Une fois de plus, je pense à cette formule de Pierre Bayle, philosophe des Lumières : « il est ridicule de discuter les effets d’une cause qui n’existe pas ». Même s’il faut reconnaitre combien l’insigne stupidité de ce procédé nous sert, venant de personnages que les milieux réactionnaires, eux aussi, considèrent souvent comme des esprits attardés dans les obscurités les moins glorieuses du passé.

Cela ne règle pas tous les problèmes posés par la coupure maintenue entre l’action syndicale et l’action populaire de masse.  L’implication rapide de Solidaires dans l’action du 10, renforcée aussitôt par plusieurs fédérations CGT déterminantes  et de très nombreuses Unions locales et Union départementales a évidemment réduit la fracture creusée pendant l’épisode Gilets jaunes. Elles s’étaient aggravées pendant la lutte contre la retraite à 64 ans, perdue faute de cohérence entre l’action politique et dans les entreprises et dans les rues. On s’en souvient assez bien. Cette fois-ci, la CGT soutint le 10 septembre. Mais en co-signant pour une action le 18, une concurrence a affaibli la convergence. Heureusement, elle n’a pas empêché le succès de la journée du 10 ni le caractère massif de ses rassemblements. Chacun devrait méditer cela. Nous avons fait le choix, nous Insoumis, de lire ce rendez-vous du 18 comme une étape après le 10. Pour positiver le calendrier et rendre possible les convergences. Mais il va de soi que nous sommes d’abord entièrement au service du mouvement du 10 septembre. Cela signifie que nous accompagnerons partout les décisions des assemblées citoyennes. Dans le même moment, nous re-ouvrons notre caisse de grève sous l’autorité d’Alma Dufour pour accompagner l’action des syndicalistes entrant en lutte. 

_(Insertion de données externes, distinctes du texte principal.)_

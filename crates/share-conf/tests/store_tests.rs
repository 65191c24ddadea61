//! Integration tests for ConfigStore read / merge-write behaviour

use pretty_assertions::assert_eq;
use proptest::prelude::*;
use share_conf::{ConfigStore, Section};
use std::path::PathBuf;
use tempfile::TempDir;

const SMB_CONF: &str = "\
# This is the main Samba configuration file.
#
[global]
   workgroup = WORKGROUP
   ; keep the server string short
   server string = %h server (Samba)
   log file = /var/log/samba/log.%m

[printers]
   comment = All Printers
   browseable = no

[print$]
   path = /var/lib/samba/printers

[A]
   path = /srv/a
   read only = yes

# B is the team share
[B]
   path = /srv/b
   valid users = bob
";

fn setup(content: &str) -> (TempDir, PathBuf, ConfigStore) {
    let dir = TempDir::new().unwrap();
    let path = dir.path().join("smb.conf");
    std::fs::write(&path, content).unwrap();
    let store = ConfigStore::new(&path);
    (dir, path, store)
}

/// Text of the block starting at `[name]` up to the next header.
fn block_of(text: &str, name: &str) -> String {
    let header = format!("[{}]", name);
    let start = text.find(&header).unwrap();
    let rest = &text[start + header.len()..];
    let end = rest.find("\n[").map(|i| i + 1).unwrap_or(rest.len());
    format!("{}{}", header, &rest[..end])
}

#[test]
fn test_write_with_no_changes_is_byte_identical() {
    let (_dir, path, store) = setup(SMB_CONF);

    let doc = store.read().unwrap();
    store.write(&doc, Vec::<String>::new()).unwrap();

    assert_eq!(std::fs::read_to_string(&path).unwrap(), SMB_CONF);
}

#[test]
fn test_selective_merge_touches_only_changed_section() {
    let (_dir, path, store) = setup(SMB_CONF);

    let mut doc = store.read().unwrap();
    doc.set_section(
        "A",
        Section::new()
            .with("path", "/srv/a2")
            .with("write list", "alice"),
    );
    store.write(&doc, ["A"]).unwrap();

    let written = std::fs::read_to_string(&path).unwrap();
    assert_eq!(block_of(&written, "global"), block_of(SMB_CONF, "global"));
    assert_eq!(block_of(&written, "B"), block_of(SMB_CONF, "B"));
    assert_eq!(
        block_of(&written, "A"),
        "[A]\n    path = /srv/a2\n    write list = alice\n\n# B is the team share\n"
    );

    let reread = store.read().unwrap();
    assert_eq!(reread.section("A").unwrap().get("path"), Some("/srv/a2"));
    assert_eq!(reread.section("A").unwrap().get("read only"), None);
}

#[test]
fn test_reserved_sections_never_listed_as_shares() {
    let (_dir, _path, store) = setup(SMB_CONF);

    let shares = store.read().unwrap().share_map();

    assert_eq!(shares.keys().collect::<Vec<_>>(), vec!["A", "B"]);
}

#[test]
fn test_delete_share_drops_block_and_keeps_neighbours() {
    let (_dir, path, store) = setup(SMB_CONF);

    let mut doc = store.read().unwrap();
    doc.remove_section("A");
    store.write(&doc, ["A"]).unwrap();

    let written = std::fs::read_to_string(&path).unwrap();
    assert!(!written.contains("[A]"));
    assert!(!written.contains("/srv/a"));
    assert!(written.contains("[B]\n   path = /srv/b\n"));
    assert!(written.contains("[print$]\n   path = /var/lib/samba/printers\n"));
    assert!(!store.read().unwrap().contains("A"));
}

#[test]
fn test_new_share_appended_and_readable() {
    let (_dir, path, store) = setup(SMB_CONF);

    let mut doc = store.read().unwrap();
    doc.set_section(
        "docs",
        Section::new()
            .with("path", "/srv/docs")
            .with("valid users", "bob,@eng")
            .with("write list", "alice"),
    );
    store.write(&doc, ["docs"]).unwrap();

    let written = std::fs::read_to_string(&path).unwrap();
    assert!(written.starts_with(SMB_CONF));
    assert!(written.ends_with(
        "\n\n[docs]\n    path = /srv/docs\n    valid users = bob,@eng\n    write list = alice\n"
    ));

    let docs = store.read().unwrap().share_map().remove("docs").unwrap();
    assert_eq!(docs.len(), 3);
}

#[test]
fn test_global_edit_preserves_comment_placement() {
    let (_dir, path, store) = setup(SMB_CONF);

    let mut doc = store.read().unwrap();
    doc.section_mut("global").unwrap().set("workgroup", "OFFICE");
    store.write(&doc, ["global"]).unwrap();

    let written = std::fs::read_to_string(&path).unwrap();
    assert!(written.starts_with("# This is the main Samba configuration file.\n#\n[global]\n    workgroup = OFFICE\n    server string = %h server (Samba)\n    log file = /var/log/samba/log.%m\n   ; keep the server string short\n"));
    assert_eq!(block_of(&written, "printers"), block_of(SMB_CONF, "printers"));
}

#[test]
fn test_write_to_missing_file_is_not_found() {
    let dir = TempDir::new().unwrap();
    let store = ConfigStore::new(dir.path().join("missing.conf"));

    let result = store.write(&share_conf::ConfigDocument::new(), ["x"]);

    assert!(matches!(result, Err(share_conf::Error::NotFound { .. })));
}

fn config_line() -> impl Strategy<Value = String> {
    prop_oneof![
        Just(String::new()),
        "[a-zA-Z$]{1,8}".prop_map(|n| format!("[{}]", n)),
        "[a-z ]{1,10}=[ -~]{0,12}".prop_map(|s| format!("   {}", s)),
        "[#;][ -~]{0,20}",
        "[ -~]{0,20}",
    ]
}

proptest! {
    #[test]
    fn prop_write_without_changes_round_trips(
        lines in prop::collection::vec(config_line(), 0..30),
        crlf in any::<bool>(),
        trailing in any::<bool>(),
    ) {
        let sep = if crlf { "\r\n" } else { "\n" };
        let mut text = lines.join(sep);
        if trailing {
            text.push_str(sep);
        }

        let (_dir, path, store) = setup(&text);
        let doc = store.read().unwrap();
        store.write(&doc, Vec::<String>::new()).unwrap();

        prop_assert_eq!(std::fs::read_to_string(&path).unwrap(), text);
    }
}
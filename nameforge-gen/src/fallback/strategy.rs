//! Per-domain fallback strategies

use crate::providers::ids;
use crate::types::{Domain, FusionStrategy};
use std::collections::BTreeMap;
use std::time::Duration;

/// How a domain is resolved: which providers, in what default order,
/// and what counts as good enough
#[derive(Debug, Clone, PartialEq)]
pub struct DomainStrategy {
    /// Preferred providers; actual order is re-ranked by performance
    pub providers: Vec<String>,
    /// Minimum confidence (0-100) for a result to end the chain early
    pub min_confidence: f64,
    /// Retries per provider for retryable errors
    pub max_retries: u32,
    /// Upper bound per provider call
    pub timeout: Duration,
    pub allow_emergency_cache: bool,
    pub fusion: FusionStrategy,
}

impl DomainStrategy {
    pub fn new(providers: &[&str], min_confidence: f64, fusion: FusionStrategy) -> Self {
        Self {
            providers: providers.iter().map(|p| p.to_string()).collect(),
            min_confidence,
            max_retries: 1,
            timeout: Duration::from_secs(8),
            allow_emergency_cache: true,
            fusion,
        }
    }

    pub fn with_retries(mut self, max_retries: u32) -> Self {
        self.max_retries = max_retries;
        self
    }

    pub fn with_timeout(mut self, timeout: Duration) -> Self {
        self.timeout = timeout;
        self
    }

    pub fn without_emergency_cache(mut self) -> Self {
        self.allow_emergency_cache = false;
        self
    }
}

pub fn default_strategies() -> BTreeMap<Domain, DomainStrategy> {
    let mut map = BTreeMap::new();
    map.insert(
        Domain::Artist,
        DomainStrategy::new(&[ids::SPOTIFY, ids::LASTFM], 60.0, FusionStrategy::WeightedAverage)
            .with_retries(2),
    );
    map.insert(
        Domain::Track,
        DomainStrategy::new(&[ids::SPOTIFY, ids::LASTFM], 55.0, FusionStrategy::BestQuality)
            .with_retries(2),
    );
    map.insert(
        Domain::Vocabulary,
        DomainStrategy::new(&[ids::DATAMUSE, ids::LLM], 40.0, FusionStrategy::Consensus)
            .with_timeout(Duration::from_secs(6)),
    );
    map.insert(
        Domain::Genre,
        DomainStrategy::new(
            &[ids::LASTFM, ids::DATAMUSE, ids::SPOTIFY],
            45.0,
            FusionStrategy::WeightedAverage,
        ),
    );
    // Generated text is never worth replaying from cache
    map.insert(
        Domain::Lyrics,
        DomainStrategy::new(&[ids::LLM], 30.0, FusionStrategy::BestQuality)
            .with_retries(0)
            .with_timeout(Duration::from_secs(20))
            .without_emergency_cache(),
    );
    map.insert(
        Domain::Names,
        DomainStrategy::new(&[ids::LLM], 30.0, FusionStrategy::BestQuality)
            .with_retries(0)
            .with_timeout(Duration::from_secs(20))
            .without_emergency_cache(),
    );
    map
}

#[cfg(test)]
mod tests {
    use super::*;

    #[test]
    fn test_every_domain_has_strategy() {
        let strategies = default_strategies();
        for domain in Domain::ALL {
            assert!(strategies.contains_key(&domain), "missing {}", domain);
        }
    }

    #[test]
    fn test_generated_domains_skip_cache() {
        let strategies = default_strategies();
        assert!(!strategies[&Domain::Names].allow_emergency_cache);
        assert!(!strategies[&Domain::Lyrics].allow_emergency_cache);
        assert!(strategies[&Domain::Artist].allow_emergency_cache);
        assert_eq!(strategies[&Domain::Vocabulary].fusion, FusionStrategy::Consensus);
    }
}
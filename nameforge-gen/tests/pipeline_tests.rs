//! End-to-end generation against scripted providers

mod helpers;

use helpers::{healthy_providers, orchestrator, Behavior, MockProvider};
use nameforge_gen::filter::{significant_words, stem};
use nameforge_gen::{CandidateSource, ContentType, Domain, GenerationRequest, WordCount};
use std::collections::HashSet;

fn stems(name: &str) -> HashSet<String> {
    significant_words(name, 4).iter().map(|w| stem(w)).collect()
}

#[tokio::test]
async fn test_rock_band_three_words_scenario() {
    let (datamuse, llm) = healthy_providers();
    let orchestrator = orchestrator(&[datamuse, llm], 7);
    let request = GenerationRequest::new(ContentType::Band, WordCount::Exact(3), 4).with_genre("rock");

    let response = orchestrator.generate(&request).await.unwrap();
    let results = &response.results;

    assert_eq!(results.len(), 4);
    let distinct: HashSet<String> = results.iter().map(|r| r.name.to_lowercase()).collect();
    assert_eq!(distinct.len(), 4);

    for r in results {
        assert_eq!(r.word_count(), 3, "'{}'", r.name);
        let phonetic = r.phonetic.as_ref().expect("phonetic score attached");
        assert!((0.0..=100.0).contains(&phonetic.overall));
    }

    for (i, a) in results.iter().enumerate() {
        for b in &results[i + 1..] {
            let shared = stems(&a.name).intersection(&stems(&b.name)).count();
            assert!(shared < 2, "'{}' and '{}' share {} words", a.name, b.name, shared);
        }
    }

    assert!(!response.metadata.fallback_chain.is_empty());
    assert!(response.metadata.quality > 0.0);
    orchestrator.shutdown().await;
}

#[tokio::test]
async fn test_ai_suggestions_are_used() {
    let (datamuse, llm) = healthy_providers();
    let orchestrator = orchestrator(&[datamuse, llm.clone()], 11);
    let request = GenerationRequest::new(ContentType::Band, WordCount::Exact(3), 4);

    let response = orchestrator.generate(&request).await.unwrap();
    assert!(llm.calls() > 0);
    assert!(response.results.iter().any(|r| r.source == CandidateSource::Ai));
}

#[tokio::test]
async fn test_all_providers_failing_yields_static_names() {
    let datamuse = MockProvider::new("datamuse", &[Domain::Vocabulary, Domain::Genre], Behavior::Fail);
    let llm = MockProvider::new("llm", &[Domain::Names, Domain::Vocabulary], Behavior::Fail);
    let orchestrator = orchestrator(&[datamuse, llm], 3);
    let request = GenerationRequest::new(ContentType::Song, WordCount::Exact(2), 6).with_mood("dark");

    let response = orchestrator.generate(&request).await.unwrap();

    assert_eq!(response.results.len(), 6);
    assert!(response.metadata.used_fallback);
    assert!(response.metadata.fallback_chain.iter().any(|p| p == "datamuse"));
    assert!(response.metadata.fallback_chain.iter().any(|p| p == "llm"));
    for r in &response.results {
        assert!(r.source.is_static(), "{} from {}", r.name, r.source);
        assert_eq!(r.word_count(), 2);
    }

    let stats = orchestrator.fallback().statistics();
    assert!(stats[&Domain::Vocabulary].failures >= 1);
}

#[tokio::test]
async fn test_word_count_contract() {
    let (datamuse, llm) = healthy_providers();
    let orchestrator = orchestrator(&[datamuse, llm], 21);

    for n in 1..=10u8 {
        let request = GenerationRequest::new(ContentType::Band, WordCount::Exact(n), 3);
        let response = orchestrator.generate(&request).await.unwrap();
        assert_eq!(response.results.len(), 3);
        for r in &response.results {
            assert_eq!(r.word_count(), n as usize, "'{}'", r.name);
        }
    }

    let request = GenerationRequest::new(ContentType::Song, WordCount::FourPlus, 10);
    let response = orchestrator.generate(&request).await.unwrap();
    assert_eq!(response.results.len(), 10);
    for r in &response.results {
        assert!((4..=10).contains(&r.word_count()), "'{}'", r.name);
    }
}

#[tokio::test]
async fn test_famous_names_never_emitted() {
    let datamuse = MockProvider::new("datamuse", &[Domain::Vocabulary], Behavior::Words(vec!["stone"]));
    let llm = MockProvider::new(
        "llm",
        &[Domain::Names],
        Behavior::Lines(vec!["Pink Floyd", "Radiohead Revival", "Velvet Comets"]),
    );
    let orchestrator = orchestrator(&[datamuse, llm], 5);
    let request = GenerationRequest::new(ContentType::Band, WordCount::Exact(2), 3);

    let response = orchestrator.generate(&request).await.unwrap();
    assert!(response.results.iter().all(|r| r.name.to_lowercase() != "pink floyd"));
}

#[tokio::test]
async fn test_consecutive_batches_use_new_generations() {
    let (datamuse, llm) = healthy_providers();
    let orchestrator = orchestrator(&[datamuse, llm], 9);
    let request = GenerationRequest::new(ContentType::Band, WordCount::Exact(2), 5);

    let first = orchestrator.generate(&request).await.unwrap();
    let second = orchestrator.generate(&request).await.unwrap();
    assert_ne!(first.metadata.generation_id, second.metadata.generation_id);
    assert_eq!(second.results.len(), 5);

    let snapshot = orchestrator.snapshot();
    assert_eq!(snapshot.filter.generation_id, Some(second.metadata.generation_id));
    assert!(snapshot.filter.recent_words_count > 0);
    assert!(snapshot.providers.contains_key("datamuse"));
}
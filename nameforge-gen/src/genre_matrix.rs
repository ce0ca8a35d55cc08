//! Genre compatibility matrix
//!
//! Each canonical genre is described by a coarse musical profile
//! (danceability, aggression, acoustic, electronic, happy, relaxed, dark).
//! Pairwise compatibility is one minus the mean absolute profile distance,
//! plus a bonus for genres in the same family. All pairs are computed once
//! at construction; lookups are read-only.

use crate::genres::{canonicalize, CANONICAL_GENRES};
use std::collections::HashMap;

/// Score returned when either genre is unknown
pub const NEUTRAL_SCORE: f64 = 0.5;
/// Minimum score for two genres to count as compatible
pub const COMPATIBLE_THRESHOLD: f64 = 0.6;
const FAMILY_BONUS: f64 = 0.15;

// [danceability, aggression, acoustic, electronic, happy, relaxed, dark]
type Profile = [f64; 7];

const PROFILES: &[(&str, Profile)] = &[
    ("rock", [0.5, 0.7, 0.4, 0.2, 0.5, 0.3, 0.5]),
    ("metal", [0.3, 0.95, 0.1, 0.3, 0.2, 0.1, 0.9]),
    ("punk", [0.6, 0.9, 0.3, 0.1, 0.5, 0.1, 0.6]),
    ("indie", [0.5, 0.4, 0.6, 0.4, 0.5, 0.5, 0.4]),
    ("pop", [0.8, 0.3, 0.4, 0.6, 0.8, 0.4, 0.2]),
    ("electronic", [0.85, 0.4, 0.05, 0.95, 0.6, 0.4, 0.4]),
    ("hip-hop", [0.8, 0.6, 0.2, 0.7, 0.5, 0.3, 0.5]),
    ("rnb", [0.75, 0.2, 0.4, 0.5, 0.6, 0.6, 0.3]),
    ("jazz", [0.5, 0.2, 0.85, 0.1, 0.6, 0.7, 0.3]),
    ("blues", [0.4, 0.3, 0.8, 0.1, 0.3, 0.5, 0.6]),
    ("folk", [0.3, 0.1, 0.95, 0.05, 0.5, 0.8, 0.3]),
    ("country", [0.5, 0.2, 0.85, 0.1, 0.7, 0.6, 0.2]),
    ("classical", [0.1, 0.1, 0.95, 0.05, 0.5, 0.8, 0.4]),
    ("ambient", [0.1, 0.05, 0.4, 0.8, 0.4, 0.95, 0.5]),
    ("soul", [0.6, 0.2, 0.7, 0.2, 0.6, 0.6, 0.3]),
    ("funk", [0.9, 0.3, 0.6, 0.3, 0.85, 0.4, 0.2]),
    ("reggae", [0.7, 0.2, 0.7, 0.2, 0.8, 0.8, 0.2]),
    ("latin", [0.85, 0.2, 0.7, 0.3, 0.85, 0.4, 0.2]),
];

const FAMILIES: &[&[&str]] = &[
    &["rock", "metal", "punk"],
    &["rock", "indie"],
    &["pop", "electronic", "hip-hop", "rnb", "funk"],
    &["folk", "country", "blues"],
    &["jazz", "blues", "soul", "funk", "rnb"],
    &["classical", "ambient"],
    &["reggae", "latin"],
];

fn same_family(a: &str, b: &str) -> bool {
    FAMILIES
        .iter()
        .any(|family| family.contains(&a) && family.contains(&b))
}

fn pair_key(a: &'static str, b: &'static str) -> (&'static str, &'static str) {
    if a <= b {
        (a, b)
    } else {
        (b, a)
    }
}

pub struct GenreMatrix {
    scores: HashMap<(&'static str, &'static str), f64>,
}

impl Default for GenreMatrix {
    fn default() -> Self {
        Self::new()
    }
}

impl GenreMatrix {
    pub fn new() -> Self {
        let mut scores = HashMap::new();
        for (i, (a, pa)) in PROFILES.iter().enumerate() {
            for (b, pb) in PROFILES.iter().skip(i) {
                let score = if a == b {
                    1.0
                } else {
                    let distance: f64 =
                        pa.iter().zip(pb.iter()).map(|(x, y)| (x - y).abs()).sum::<f64>()
                            / pa.len() as f64;
                    let bonus = if same_family(a, b) { FAMILY_BONUS } else { 0.0 };
                    (1.0 - distance + bonus).clamp(0.0, 1.0)
                };
                scores.insert(pair_key(*a, *b), score);
            }
        }
        debug_assert_eq!(PROFILES.len(), CANONICAL_GENRES.len());
        Self { scores }
    }

    /// Compatibility in [0, 1]; unknown genres score neutral
    pub fn score(&self, a: &str, b: &str) -> f64 {
        match (canonicalize(a), canonicalize(b)) {
            (Some(a), Some(b)) => self
                .scores
                .get(&pair_key(a, b))
                .copied()
                .unwrap_or(NEUTRAL_SCORE),
            _ => NEUTRAL_SCORE,
        }
    }

    /// Best score of `genre` against any of `candidates`; neutral when empty
    pub fn best_match(&self, genre: &str, candidates: &[&str]) -> f64 {
        candidates
            .iter()
            .map(|c| self.score(genre, c))
            .fold(None, |best: Option<f64>, s| Some(best.map_or(s, |b| b.max(s))))
            .unwrap_or(NEUTRAL_SCORE)
    }

    pub fn is_compatible(&self, a: &str, b: &str) -> bool {
        self.score(a, b) >= COMPATIBLE_THRESHOLD
    }

    /// Other canonical genres at or above `min_score`, best first
    pub fn related(&self, genre: &str, min_score: f64) -> Vec<(&'static str, f64)> {
        let Some(genre) = canonicalize(genre) else {
            return Vec::new();
        };

        let mut related: Vec<(&'static str, f64)> = CANONICAL_GENRES
            .iter()
            .filter(|other| **other != genre)
            .filter_map(|other| {
                let score = self.scores.get(&pair_key(genre, *other)).copied()?;
                (score >= min_score).then_some((*other, score))
            })
            .collect();
        related.sort_by(|a, b| {
            b.1.partial_cmp(&a.1)
                .unwrap_or(std::cmp::Ordering::Equal)
                .then(a.0.cmp(b.0))
        });
        related
    }
}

Notre ligne d’action est celle de l’unité populaire. Cela diffère du Nouveau Front populaire d’hier. En effet, PS et peut-être d’autres font le choix de la cogestion de la prétendue crise de la dette avec le gouvernement Lecornu de Macron. Ne l’ont-ils pas déjà fait avec Bayrou dans un accord de non-censure. Le programme de l’Unité Populaire, c’est celui des revendications de ce mouvement septembriste. Aucun des points qu’il exprime n’est différent de ceux que contient le nôtre « L’Avenir en commun ». Tout le monde connaît notre point de vue : Le coupable de la situation, c’est Macron. Le chaos, c’est lui et ses décisions. Il ne fait pas le moindre effort pour montrer qu’il reçoit ou entend les messages qui lui viennent de l’Assemblée Nationale ou du pays. Au contraire, il force le trait par bravade pour montrer qu’il reste le maître de ses étranges plans absurdes. Il doit partir. Il partira parce qu’il n’a aucun moyen politique de rester, ni lui, ni aucun de ses clones, ni aucun des opportunistes qui jouent la comédie de « la stabilité » en aggravant la confusion pour mieux en tirer profit personnel en places et postes. Macron doit partir et le pouvoir du peuple doit être rétabli pour prendre les décisions refondatrices dont le pays a besoin, qu’elles soient ceci ou cela.